Where the film falters a bit is its limited scope. At only an 84-minute running time, the creators don’t spend enough time under the sea with Luca’s home. This limits the effectiveness of Maya Rudolph and Jim Gaffigan’s comedic voice work, which the film could have used more of. More time is invested with some gorgeous visuals, including Luca riding a Vespa on Saturn’s rings, that remind you of Soul‘s “Great Beyond.” That does play well with the theme of Luca looking for more than his home has to offer, like education.
Now, let’s talk some spoilers, so skip this section if needed. The friendship between Guilia and Luca is much stronger than the one with Alberto. So, when it comes to the final scene the film has been building towards, it feels unearned. It would have been a much stronger ending if Guilia said goodbye to Luca, and sending him off into the world where our little dreamer is set free.

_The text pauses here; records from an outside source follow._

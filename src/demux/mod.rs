pub mod channels;
pub mod core;
pub mod discover;
pub mod summary;

pub use channels::OutputChannelPool;
pub use core::{DemuxConfig, DemuxStreams, RunCounters};
pub use discover::InputStreamSet;
pub use summary::RunSummary;
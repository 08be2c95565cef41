use lazy_static::lazy_static;
use log::{debug, info};
use regex::Regex;
use std::fs;
use std::path::{Path, PathBuf};

use crate::runtime::Error;

lazy_static! {
    static ref R1_PATTERN: Regex = Regex::new(r"NoIndex.*R1\.fastq\.gz$").unwrap();
    static ref R2_PATTERN: Regex = Regex::new(r"NoIndex.*R2\.fastq\.gz$").unwrap();
    static ref I1_PATTERN: Regex = Regex::new(r"NoIndex.*I1\.fastq\.gz$").unwrap();
    static ref I2_PATTERN: Regex = Regex::new(r"NoIndex.*I2\.fastq\.gz$").unwrap();
}

///////////////////////////////
/// The synchronized input files for one lane. R1 and I1 are always
/// present; R2 makes the run paired end and I2 is required when the
/// catalog says the run is dual coded.
#[derive(Debug, Clone)]
pub struct InputStreamSet {
    pub r1: PathBuf,
    pub r2: Option<PathBuf>,
    pub i1: PathBuf,
    pub i2: Option<PathBuf>,
}

impl InputStreamSet {
    pub fn discover(dir: &Path, dual_indexed: bool) -> Result<InputStreamSet, Error> {
        let r1 = require_one(dir, &R1_PATTERN, "R1")?;
        let r2 = find_optional(dir, &R2_PATTERN, "R2")?;
        if r2.is_none() {
            info!("No R2 file found, treating the run as single ended");
        }
        let i1 = require_one(dir, &I1_PATTERN, "I1")?;
        //A single coded run ignores any I2 file that happens to be present
        let i2 = if dual_indexed {
            Some(require_one(dir, &I2_PATTERN, "I2")?)
        } else {
            None
        };

        debug!(
            "Input files: R1={:?} R2={:?} I1={:?} I2={:?}",
            r1, r2, i1, i2
        );
        Ok(InputStreamSet { r1, r2, i1, i2 })
    }

    pub fn paired(&self) -> bool {
        self.r2.is_some()
    }
}

fn matches_in_dir(dir: &Path, pattern: &Regex) -> Result<Vec<PathBuf>, Error> {
    let entries =
        fs::read_dir(dir).map_err(|e| Error::channel_io(dir.display().to_string(), e))?;

    let mut found = Vec::new();
    for entry in entries {
        let entry = entry.map_err(|e| Error::channel_io(dir.display().to_string(), e))?;
        let name = entry.file_name();
        if pattern.is_match(&name.to_string_lossy()) {
            found.push(entry.path());
        }
    }
    found.sort();
    Ok(found)
}

fn require_one(dir: &Path, pattern: &Regex, role: &str) -> Result<PathBuf, Error> {
    let mut found = matches_in_dir(dir, pattern)?;
    if found.len() == 1 {
        Ok(found.remove(0))
    } else {
        Err(Error::input_discovery(role, pattern.as_str(), dir, found.len()))
    }
}

fn find_optional(dir: &Path, pattern: &Regex, role: &str) -> Result<Option<PathBuf>, Error> {
    let mut found = matches_in_dir(dir, pattern)?;
    match found.len() {
        0 => Ok(None),
        1 => Ok(Some(found.remove(0))),
        n => Err(Error::input_discovery(role, pattern.as_str(), dir, n)),
    }
}
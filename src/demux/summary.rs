use log::debug;
use std::fs::File;
use std::io::Write;
use std::path::{Path, PathBuf};

use crate::runtime::Error;

use super::core::RunCounters;

pub const LOG_FILENAME: &str = "splitting_info.log";

///////////////////////////////
/// Final accounting for one run, persisted once after the loop ends or
/// on a fatal abort
#[derive(Debug, Clone, Copy)]
pub struct RunSummary {
    pub assigned: u64,
    pub unassigned: u64,
}

impl RunSummary {
    pub fn from_counters(counters: &RunCounters) -> RunSummary {
        RunSummary {
            assigned: counters.assigned,
            unassigned: counters.unassigned,
        }
    }

    pub fn total(&self) -> u64 {
        self.assigned + self.unassigned
    }

    pub fn assigned_percent(&self) -> f64 {
        percent(self.assigned, self.total())
    }

    pub fn unassigned_percent(&self) -> f64 {
        percent(self.unassigned, self.total())
    }

    /// Write the run log into the sample directory
    pub fn write_log(&self, dir: &Path) -> Result<PathBuf, Error> {
        let path = dir.join(LOG_FILENAME);
        debug!("Writing run log to {:?}", path);

        let mut file =
            File::create(&path).map_err(|e| Error::channel_io(LOG_FILENAME, e))?;
        writeln!(
            file,
            "Assigned reads:   {} ({:.1}%)",
            self.assigned,
            self.assigned_percent()
        )
        .map_err(|e| Error::channel_io(LOG_FILENAME, e))?;
        writeln!(
            file,
            "Unassigned reads: {} ({:.1}%)",
            self.unassigned,
            self.unassigned_percent()
        )
        .map_err(|e| Error::channel_io(LOG_FILENAME, e))?;

        Ok(path)
    }
}

fn percent(part: u64, total: u64) -> f64 {
    if total == 0 {
        0.0
    } else {
        100.0 * part as f64 / total as f64
    }
}
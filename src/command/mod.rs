use clap::Subcommand;

pub mod split;

pub use split::SplitCMD;

///////////////////////////////
/// Possible subcommands to parse
#[derive(Subcommand)]
pub enum Commands {
    Split(SplitCMD),
}
use crate::runtime::Error;

///////////////////////////////
/// Result of transforming one raw index sequence: the barcode portion
/// and, in UMI mode, the tail that follows it.
#[derive(Debug, Clone, PartialEq, Eq)]
pub struct TransformedIndex {
    pub barcode: String,
    pub umi: Option<String>,
}

///////////////////////////////
/// Settings for one index stream. The order of operations is a contract:
/// trim, then reverse-complement, then UMI split or length truncation.
#[derive(Debug, Clone, Copy, Default)]
pub struct IndexTransform {
    /// Drop this many bases from the start of the raw sequence
    pub trim: usize,
    pub revcomp: bool,
    /// A UMI follows the barcode; only meaningful with barcode_length > 0
    pub umi: bool,
    /// Expected barcode length, 0 meaning the full index read
    pub barcode_length: usize,
}

impl IndexTransform {
    pub fn apply(&self, raw: &str) -> Result<TransformedIndex, Error> {
        let mut seq = raw.get(self.trim..).unwrap_or("").to_string();

        if self.revcomp {
            seq = reverse_complement(&seq)?;
        }

        if self.umi && self.barcode_length > 0 {
            let cut = self.barcode_length.min(seq.len());
            let umi = seq.split_off(cut);
            return Ok(TransformedIndex {
                barcode: seq,
                umi: Some(umi),
            });
        }

        if self.barcode_length > 0 {
            seq.truncate(self.barcode_length);
        }

        Ok(TransformedIndex {
            barcode: seq,
            umi: None,
        })
    }
}

/// Reverse complement a DNA sequence over {A,C,G,T,N}, case insensitive.
/// Any other character is fatal.
pub fn reverse_complement(seq: &str) -> Result<String, Error> {
    let mut out = String::with_capacity(seq.len());
    for base in seq.bytes().rev() {
        let complement = match base.to_ascii_uppercase() {
            b'A' => 'T',
            b'T' => 'A',
            b'C' => 'G',
            b'G' => 'C',
            b'N' => 'N',
            other => return Err(Error::malformed_sequence(other)),
        };
        out.push(complement);
    }
    Ok(out)
}
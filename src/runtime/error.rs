use thiserror::Error;

#[derive(Error, Debug)]
pub enum Error {
    #[error("Invalid configuration: {msg}")]
    Config { msg: String },

    #[error("Barcode lookup from '{origin}' failed{}", Error::format_msg_as_detail(msg))]
    ResourceLookup { origin: String, msg: Option<String> },

    #[error("Expected exactly one {role} file matching '{pattern}' in {dir:?}, found {found}")]
    InputDiscovery {
        role: String,
        pattern: String,
        dir: std::path::PathBuf,
        found: usize,
    },

    #[error("Streams desynchronized at read {ordinal}: {msg}")]
    Synchronization { ordinal: u64, msg: String },

    #[error("Invalid nucleotide '{}' in index sequence", *base as char)]
    MalformedSequence { base: u8 },

    #[error("Failed parsing {}{}", context, Error::format_msg_as_detail(msg))]
    Parse {
        context: String,
        msg: Option<String>,
    },

    #[error("I/O error on '{channel}': {source}")]
    ChannelIo {
        channel: String,
        source: std::io::Error,
    },
}

impl Error {
    #[cold]
    pub fn config<M: Into<String>>(msg: M) -> Self {
        Error::Config { msg: msg.into() }
    }

    #[cold]
    pub fn resource_lookup<S: Into<String>, M: Into<String>>(origin: S, msg: Option<M>) -> Self {
        Error::ResourceLookup {
            origin: origin.into(),
            msg: msg.map(|m| m.into()),
        }
    }

    #[cold]
    pub fn input_discovery<R: Into<String>, P: Into<String>>(
        role: R,
        pattern: P,
        dir: &std::path::Path,
        found: usize,
    ) -> Self {
        Error::InputDiscovery {
            role: role.into(),
            pattern: pattern.into(),
            dir: dir.to_path_buf(),
            found,
        }
    }

    #[cold]
    pub fn synchronization<M: Into<String>>(ordinal: u64, msg: M) -> Self {
        Error::Synchronization {
            ordinal,
            msg: msg.into(),
        }
    }

    #[cold]
    pub fn malformed_sequence(base: u8) -> Self {
        Error::MalformedSequence { base }
    }

    #[cold]
    pub fn parse_error<C: Into<String>, M: Into<String>>(context: C, msg: Option<M>) -> Self {
        Error::Parse {
            context: context.into(),
            msg: msg.map(|m| m.into()),
        }
    }

    #[cold]
    pub fn channel_io<C: Into<String>>(channel: C, source: std::io::Error) -> Self {
        Error::ChannelIo {
            channel: channel.into(),
            source,
        }
    }

    pub fn format_msg_as_detail(msg: &Option<String>) -> String {
        match msg {
            Some(m) => format!(" ({})", m),
            None => String::new(),
        }
    }
}
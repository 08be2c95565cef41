pub mod fastq;

pub use fastq::{FastqReader, FastqRecord, InputReader};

Also, they missed a major chance that I still cannot believe they overlooked. When tears are shed between Luca and Alberto, to have that water reveal their true colors on their cheeks. Every time a drop of water hits their skin, they would scramble to dry themselves as if they were ashamed of who they truly are. How apropos would it have been for them to ignore their tears and finally embrace their true nature? Not to mention the stunning visual.
Still, the message the team brings to Luca is about dreaming for more and never being ashamed of who you are. Which is timely, astute, and correct. While many may complain about the first hour, that’s if you are used to Pixar’s assault of character, plot, and action, you will be rewarded with two great scenes; one is the ending shot, which lifts the film to that lofty Pixar standard we talked about.